Hamilton, Ontario: the Ambitious City
Traveler Story
by Michael A Rottman
Entering east Hamilton at night is like entering a mechanized realm of the underworld. The landscape of steelworks is stunningly complex, an immense system of powerful machinery… and still, it is an eerie, primitive landscape. With their gusts of smoke and bursts of fire, the factories seem to guard a volcano on a sacred island shrine. They’re frightening and exhilarating, and well they should be, for they guard the lifeblood of Hamilton—its steel.
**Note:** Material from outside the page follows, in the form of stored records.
//! Weighted-sampling prediction library for EuroJackpot-style draws.
//!
//! This crate provides a modular prediction engine including:
//! - Text seed derivation into deterministic 32-bit generator state
//! - Seedable pseudo-random generators with exact wrapping arithmetic
//! - Weighted sampling without replacement over the two number pools
//! - Four weight-shaping algorithms plus a cross-algorithm consensus
//!
//! Only the high-level API is exposed publicly. Low-level components
//! are kept internal to ensure consistency and prevent misuse.

/// Core generators, sampling and orchestration logic.
///
/// This module exposes the high-level generator interface while keeping
/// internal sampling mechanics private.
pub mod engine;
//! # API Error Types
//!
//! Structured error type implementing `axum::response::IntoResponse`.
//! Maps [`CredentialError`] variants from the lifecycle engine to HTTP
//! status codes and returns JSON error bodies with error code, message,
//! and details. Never exposes internal error details in responses.

use axum::http::StatusCode;
use axum::response::{IntoResponse, Response};
use axum::Json;
use serde::{Deserialize, Serialize};
use thiserror::Error;
use utoipa::ToSchema;

use vcred_registry::CredentialError;

/// Structured JSON error response body.
///
/// All error responses use this format for consistency across the API
/// surface. The `details` field carries additional context for client
/// errors but is omitted for 500-class errors to prevent information
/// leakage.
#[derive(Debug, Serialize, Deserialize, ToSchema)]
pub struct ErrorBody {
    pub error: ErrorDetail,
}

/// Inner error detail.
#[derive(Debug, Serialize, Deserialize, ToSchema)]
pub struct ErrorDetail {
    /// Machine-readable error code (e.g., "NOT_FOUND", "VALIDATION_ERROR").
    pub code: String,
    /// Human-readable error message.
    pub message: String,
    /// Additional details, present only for client errors.
    #[serde(skip_serializing_if = "Option::is_none")]
    pub details: Option<serde_json::Value>,
}

/// Application-level error type that implements [`IntoResponse`] for Axum.
#[derive(Error, Debug)]
pub enum AppError {
    /// Resource not found (404).
    #[error("not found: {0}")]
    NotFound(String),

    /// Request validation failed (422).
    #[error("validation error: {0}")]
    Validation(String),

    /// Request body could not be parsed (400).
    #[error("bad request: {0}")]
    BadRequest(String),

    /// The requested capability is declared but not implemented (501).
    #[error("not implemented: {0}")]
    NotImplemented(String),

    /// A required upstream dependency is not configured (503).
    #[error("service unavailable: {0}")]
    ServiceUnavailable(String),

    /// An upstream dependency failed (502). Message is logged but not
    /// returned to the client.
    #[error("upstream failure: {0}")]
    Upstream(String),

    /// Internal server error (500). Message is logged but not returned
    /// to the client.
    #[error("internal error: {0}")]
    Internal(String),
}

impl AppError {
    /// Return the HTTP status code and machine-readable error code for this error.
    fn status_and_code(&self) -> (StatusCode, &'static str) {
        match self {
            Self::NotFound(_) => (StatusCode::NOT_FOUND, "NOT_FOUND"),
            Self::Validation(_) => (StatusCode::UNPROCESSABLE_ENTITY, "VALIDATION_ERROR"),
            Self::BadRequest(_) => (StatusCode::BAD_REQUEST, "BAD_REQUEST"),
            Self::NotImplemented(_) => (StatusCode::NOT_IMPLEMENTED, "NOT_IMPLEMENTED"),
            Self::ServiceUnavailable(_) => (StatusCode::SERVICE_UNAVAILABLE, "SERVICE_UNAVAILABLE"),
            Self::Upstream(_) => (StatusCode::BAD_GATEWAY, "UPSTREAM_ERROR"),
            Self::Internal(_) => (StatusCode::INTERNAL_SERVER_ERROR, "INTERNAL_ERROR"),
        }
    }
}

impl IntoResponse for AppError {
    fn into_response(self) -> Response {
        let (status, code) = self.status_and_code();

        // Never expose upstream or internal error messages to clients.
        let message = match &self {
            Self::Internal(_) => "An internal error occurred".to_string(),
            Self::Upstream(_) => "An upstream dependency failed".to_string(),
            other => other.to_string(),
        };

        match &self {
            Self::Internal(_) => tracing::error!(error = %self, "internal server error"),
            Self::Upstream(_) => tracing::error!(error = %self, "upstream failure"),
            _ => {}
        }

        let body = ErrorBody {
            error: ErrorDetail {
                code: code.to_string(),
                message,
                details: None,
            },
        };

        (status, Json(body)).into_response()
    }
}

/// Map lifecycle engine errors onto HTTP semantics.
impl From<CredentialError> for AppError {
    fn from(err: CredentialError) -> Self {
        match &err {
            CredentialError::Validation(_) => Self::Validation(err.to_string()),
            CredentialError::NotFound(id) => Self::NotFound(format!("credential {id} not found")),
            CredentialError::Signing(_) | CredentialError::Resolution(_) => {
                Self::Upstream(err.to_string())
            }
            CredentialError::Allocation(_)
            | CredentialError::ProofVerification(_)
            | CredentialError::Persistence(_) => Self::Internal(err.to_string()),
        }
    }
}

#[cfg(test)]
mod tests {
    use super::*;
    use uuid::Uuid;

    #[test]
    fn status_codes() {
        let cases = [
            (AppError::NotFound("x".into()), StatusCode::NOT_FOUND),
            (
                AppError::Validation("x".into()),
                StatusCode::UNPROCESSABLE_ENTITY,
            ),
            (AppError::BadRequest("x".into()), StatusCode::BAD_REQUEST),
            (
                AppError::NotImplemented("x".into()),
                StatusCode::NOT_IMPLEMENTED,
            ),
            (
                AppError::ServiceUnavailable("x".into()),
                StatusCode::SERVICE_UNAVAILABLE,
            ),
            (AppError::Upstream("x".into()), StatusCode::BAD_GATEWAY),
            (
                AppError::Internal("x".into()),
                StatusCode::INTERNAL_SERVER_ERROR,
            ),
        ];
        for (err, expected) in cases {
            let (status, _) = err.status_and_code();
            assert_eq!(status, expected, "{err}");
        }
    }

    #[test]
    fn credential_error_mapping() {
        let id = Uuid::new_v4();
        let cases = [
            (
                CredentialError::Validation("bad".into()),
                StatusCode::UNPROCESSABLE_ENTITY,
            ),
            (CredentialError::NotFound(id), StatusCode::NOT_FOUND),
            (
                CredentialError::Signing("down".into()),
                StatusCode::BAD_GATEWAY,
            ),
            (
                CredentialError::Resolution("down".into()),
                StatusCode::BAD_GATEWAY,
            ),
            (
                CredentialError::Allocation("x".into()),
                StatusCode::INTERNAL_SERVER_ERROR,
            ),
            (
                CredentialError::Persistence("x".into()),
                StatusCode::INTERNAL_SERVER_ERROR,
            ),
        ];
        for (err, expected) in cases {
            let app_err = AppError::from(err);
            let (status, _) = app_err.status_and_code();
            assert_eq!(status, expected, "{app_err}");
        }
    }

    use http_body_util::BodyExt;

    async fn response_parts(err: AppError) -> (StatusCode, ErrorBody) {
        let response = err.into_response();
        let status = response.status();
        let bytes = response.into_body().collect().await.unwrap().to_bytes();
        let body: ErrorBody = serde_json::from_slice(&bytes).unwrap();
        (status, body)
    }

    #[tokio::test]
    async fn into_response_not_found() {
        let (status, body) = response_parts(AppError::NotFound("credential 123".into())).await;
        assert_eq!(status, StatusCode::NOT_FOUND);
        assert_eq!(body.error.code, "NOT_FOUND");
        assert!(body.error.message.contains("credential 123"));
    }

    #[tokio::test]
    async fn into_response_internal_hides_details() {
        let (status, body) =
            response_parts(AppError::Internal("db connection failed".into())).await;
        assert_eq!(status, StatusCode::INTERNAL_SERVER_ERROR);
        assert_eq!(body.error.code, "INTERNAL_ERROR");
        assert!(
            !body.error.message.contains("db connection"),
            "internal error details must not leak: {}",
            body.error.message
        );
        assert_eq!(body.error.message, "An internal error occurred");
    }

    #[tokio::test]
    async fn into_response_upstream_hides_details() {
        let (status, body) = response_parts(AppError::Upstream(
            "signing authority returned 500 with stack trace".into(),
        ))
        .await;
        assert_eq!(status, StatusCode::BAD_GATEWAY);
        assert_eq!(body.error.code, "UPSTREAM_ERROR");
        assert!(!body.error.message.contains("stack trace"));
    }

    #[tokio::test]
    async fn into_response_not_implemented() {
        let (status, body) = response_parts(AppError::NotImplemented("QR rendering".into())).await;
        assert_eq!(status, StatusCode::NOT_IMPLEMENTED);
        assert_eq!(body.error.code, "NOT_IMPLEMENTED");
        assert!(body.error.message.contains("QR rendering"));
    }
}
The phrase “Ambitious City” came about during boom times in the mid-1800’s, when Hamilton’s success in shipping and industry outstripped that of its neighbour Toronto. While Toronto’s sprawl eventually came to overshadow the Horseshoe Valley, Hamilton struck a balance between big city quality and small-town sensibility. It has grown to nearly half a million, and has never lost its drive. That spirit of ambition remains to invigorate everyone who visits. Even tourist sites are energized, celebrating achievement. The Canadian Football Hall of Fame is a monument of old-school struggle that will leave you picking the grass out of your teeth. The forward-thinking architecture of Hamilton Place attracts world-class performer. That category now includes the New Hamilton Orchestra and Opera Hamilton. Brian Prince Bookseller was voted the best bookstore in the province. McMaster University has become one of the best medical schools in Canada. Even the less-than-stellar becomes a monument: a 300-foot limestone escarpment is called the Mountain. Typically Hamiltonian. (But can you walk to the top?)
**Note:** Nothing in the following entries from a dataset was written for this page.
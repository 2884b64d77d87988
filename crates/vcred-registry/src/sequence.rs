//! # Sequence Allocation
//!
//! Monotonic per-entity-type sequence numbers. Allocation is the only
//! serialized section of the issue path: all counters live behind a single
//! `parking_lot::Mutex`, and an allocation reads and advances its counter
//! under that one lock. Two concurrent allocations can never observe the
//! same value.
//!
//! The lock is synchronous and never held across an `.await` point.

use std::collections::HashMap;
use std::sync::Arc;

use parking_lot::Mutex;

/// Thread-safe, cloneable allocator of per-entity-type sequence numbers.
///
/// Counters start at 1 and advance by 1 per allocation.
#[derive(Debug, Default)]
pub struct SequenceAllocator {
    counters: Arc<Mutex<HashMap<String, u64>>>,
}

impl Clone for SequenceAllocator {
    fn clone(&self) -> Self {
        Self {
            counters: Arc::clone(&self.counters),
        }
    }
}

impl SequenceAllocator {
    /// Create an allocator with no counters.
    pub fn new() -> Self {
        Self::default()
    }

    /// Create the counter for an entity type if absent. Idempotent.
    pub fn ensure(&self, entity_type: &str) {
        self.counters
            .lock()
            .entry(entity_type.to_string())
            .or_insert(1);
    }

    /// Atomically take the current value and advance the counter,
    /// creating it if absent.
    pub fn allocate(&self, entity_type: &str) -> u64 {
        let mut guard = self.counters.lock();
        let next = guard.entry(entity_type.to_string()).or_insert(1);
        let allocated = *next;
        *next += 1;
        allocated
    }

    /// Peek at the next value without advancing. `None` if the counter
    /// does not exist yet.
    pub fn current(&self, entity_type: &str) -> Option<u64> {
        self.counters.lock().get(entity_type).copied()
    }

    /// Raise a counter to at least `next_value`, creating it at 1 if
    /// absent. Never lowers an existing counter.
    pub fn raise_to(&self, entity_type: &str, next_value: u64) {
        let mut guard = self.counters.lock();
        let entry = guard.entry(entity_type.to_string()).or_insert(1);
        *entry = (*entry).max(next_value);
    }

    /// Restore a counter to a known next value (startup hydration).
    pub fn hydrate(&self, entity_type: &str, next_value: u64) {
        self.counters
            .lock()
            .insert(entity_type.to_string(), next_value);
    }

    /// Snapshot all counters as `(entity_type, next_value)` pairs, for
    /// write-through persistence.
    pub fn snapshot(&self) -> Vec<(String, u64)> {
        self.counters
            .lock()
            .iter()
            .map(|(k, v)| (k.clone(), *v))
            .collect()
    }
}
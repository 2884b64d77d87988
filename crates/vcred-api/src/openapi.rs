//! # OpenAPI Specification Assembly
//!
//! Assembles all utoipa-documented routes into a single OpenAPI 3.1 spec,
//! served at `/openapi.json`.

use axum::routing::get;
use axum::{Json, Router};
use utoipa::OpenApi;

use crate::state::AppState;

/// Assembled OpenAPI spec for the entire API surface.
#[derive(OpenApi)]
#[openapi(
    info(
        title = "vcred Registry API",
        version = "0.3.2",
        description = "Verifiable Credential lifecycle registry: issuance with delegated signing, lookup, verification, revocation, and rendering.",
        license(name = "Apache-2.0")
    ),
    paths(
        crate::routes::credentials::issue_credential,
        crate::routes::credentials::list_credentials,
        crate::routes::credentials::get_credential,
        crate::routes::credentials::search_by_tags,
        crate::routes::credentials::search_by_claims,
        crate::routes::credentials::verify_credential,
        crate::routes::credentials::revoke_credential,
        crate::routes::render::render_credential,
    ),
    components(schemas(
        crate::routes::credentials::CredentialResponse,
        crate::routes::credentials::TagSearchRequest,
        crate::routes::credentials::ClaimSearchRequest,
        crate::routes::credentials::VerifyResponse,
        crate::routes::render::RenderFormat,
        crate::routes::render::RenderRequest,
        crate::routes::render::RenderResponse,
        crate::error::ErrorBody,
        crate::error::ErrorDetail,
    )),
    tags(
        (name = "credentials", description = "Credential lifecycle API"),
        (name = "render", description = "Credential rendering API"),
    )
)]
pub struct ApiDoc;

/// Build the OpenAPI router.
pub fn router() -> Router<AppState> {
    Router::new().route("/openapi.json", get(openapi_json))
}

/// GET /openapi.json — Return the generated OpenAPI specification.
async fn openapi_json() -> Json<utoipa::openapi::OpenApi> {
    Json(ApiDoc::openapi())
}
Hamilton isn’t about being pretty, despite the gorgeous City Hall flower clock, the Chedoke ski hills, the sprawling view from the Mountain brow, stately Whitehern manor or Dundurn Castle, perfectly preserved. The historic buildings housed no-nonsense Scots, like the McQuestens and Sir Allan Napier McNabb and those stern faces in paintings that seem to say, “What have you done to deserve silverware like this?”
It’s about The Royal Botanical Gardens, a name that belies the miles of raw wetland, forest and trails that fire a hiker’s imagination. It’s about the monument to fallen workers at Main and Bay. You’re free to stroll downtown after summer events like Earthsong, Aquafest and the Festival of Friends, but there at the courthouse you’ll meet a green-black statue of a man hanging on to a rusted slab of metal, barefoot, with no head. A reminder of what it takes to build such a place. Hamilton provides for its visitors in a big way, but it asks something of them in return.
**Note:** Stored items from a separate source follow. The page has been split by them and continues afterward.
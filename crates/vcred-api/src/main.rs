//! # vcred-api — Binary Entry Point
//!
//! Starts the Axum HTTP server for the credential registry.
//! Binds to a configurable port (`VCRED_PORT`, default 8080).

use vcred_api::state::{AppConfig, AppState};

#[tokio::main]
async fn main() -> Result<(), Box<dyn std::error::Error>> {
    // Initialize structured tracing.
    tracing_subscriber::fmt()
        .with_env_filter(
            tracing_subscriber::EnvFilter::try_from_default_env()
                .unwrap_or_else(|_| tracing_subscriber::EnvFilter::new("info")),
        )
        .init();

    let config = AppConfig::from_env();

    // Initialize database pool (optional, absent means in-memory only).
    let db_pool = vcred_api::db::init_pool().await.map_err(|e| {
        tracing::error!("database initialization failed: {e}");
        e
    })?;

    // Attempt to create the identity platform client from environment.
    let identity = match vcred_identity_client::IdentityApiConfig::from_env() {
        Ok(identity_config) => {
            tracing::info!("identity platform client configured");
            match vcred_identity_client::IdentityClient::new(identity_config) {
                Ok(client) => Some(client),
                Err(e) => {
                    tracing::error!("failed to create identity platform client: {e}");
                    return Err(e.into());
                }
            }
        }
        Err(e) => {
            tracing::warn!(
                "identity platform client not configured: {e}. Issue and verify endpoints will return 503."
            );
            None
        }
    };

    let port = config.port;
    let state = AppState::with_config(config, identity, db_pool);

    // Hydrate in-memory stores from database (if connected).
    state.hydrate_from_db().await.map_err(|e| {
        tracing::error!("database hydration failed: {e}");
        e
    })?;

    let app = vcred_api::app(state);

    let addr = std::net::SocketAddr::from(([0, 0, 0, 0], port));
    tracing::info!("vcred API listening on {}", addr);

    let listener = tokio::net::TcpListener::bind(addr).await?;
    axum::serve(listener, app).await?;

    Ok(())
}
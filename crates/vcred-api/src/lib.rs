//! # vcred-api — Axum API Service for the Credential Registry
//!
//! HTTP surface over the credential lifecycle engine. Issuance delegates
//! signing to the external identity platform; verification resolves
//! issuer DIDs through the same platform.
//!
//! ## API Surface
//!
//! | Prefix                          | Module                  | Domain                 |
//! |---------------------------------|-------------------------|------------------------|
//! | `/v1/credentials/*`             | [`routes::credentials`] | Credential lifecycle   |
//! | `/v1/credentials/:id/render`    | [`routes::render`]      | Presentation formats   |
//! | `/openapi.json`                 | [`openapi`]             | OpenAPI 3.1 spec       |
//! | `/health/*`                     | (this module)           | Probes                 |
//!
//! ## OpenAPI
//!
//! Auto-generated OpenAPI 3.1 spec via utoipa derive macros at `/openapi.json`.

pub mod db;
pub mod error;
pub mod openapi;
pub mod routes;
pub mod state;

use axum::extract::State;
use axum::http::StatusCode;
use axum::{Json, Router};
use tower_http::trace::TraceLayer;

use crate::state::AppState;

/// Assemble the full application router with all routes and middleware.
pub fn app(state: AppState) -> Router {
    let api = Router::new()
        .merge(routes::credentials::router())
        .merge(routes::render::router())
        .merge(openapi::router());

    Router::new()
        .route("/health/liveness", axum::routing::get(liveness))
        .route("/health/readiness", axum::routing::get(readiness))
        .merge(api)
        .layer(TraceLayer::new_for_http())
        .with_state(state)
}

/// Liveness probe. Returns 200 if the process is running.
async fn liveness() -> &'static str {
    "ok"
}

/// Readiness probe. Checks the database pool and identity platform;
/// returns 503 with per-dependency status when either is down. An
/// unconfigured dependency counts as ready (the API degrades per
/// endpoint instead).
async fn readiness(State(state): State<AppState>) -> (StatusCode, Json<serde_json::Value>) {
    let database = match &state.db_pool {
        Some(pool) => sqlx::query("SELECT 1").execute(pool).await.is_ok(),
        None => true,
    };
    let identity = match &state.identity {
        Some(client) => client.health_check().await,
        None => true,
    };

    let status = if database && identity {
        StatusCode::OK
    } else {
        StatusCode::SERVICE_UNAVAILABLE
    };
    let body = serde_json::json!({
        "status": if status == StatusCode::OK { "ready" } else { "degraded" },
        "database": database,
        "identity": identity,
    });
    (status, Json(body))
}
At night, after the sun sinks behind Christ the King cathedral, you’ll probably be surrounded by partiers on the Hess Street strip, Hamilton’s cathedral of nightly revelry. Crowds young and old laugh, drink and watch the spectacle of pleasure. Serious fun—that’s Hamilton all over. The ships drift in and out, the people come and go, and the guardians of the steel keep them safe.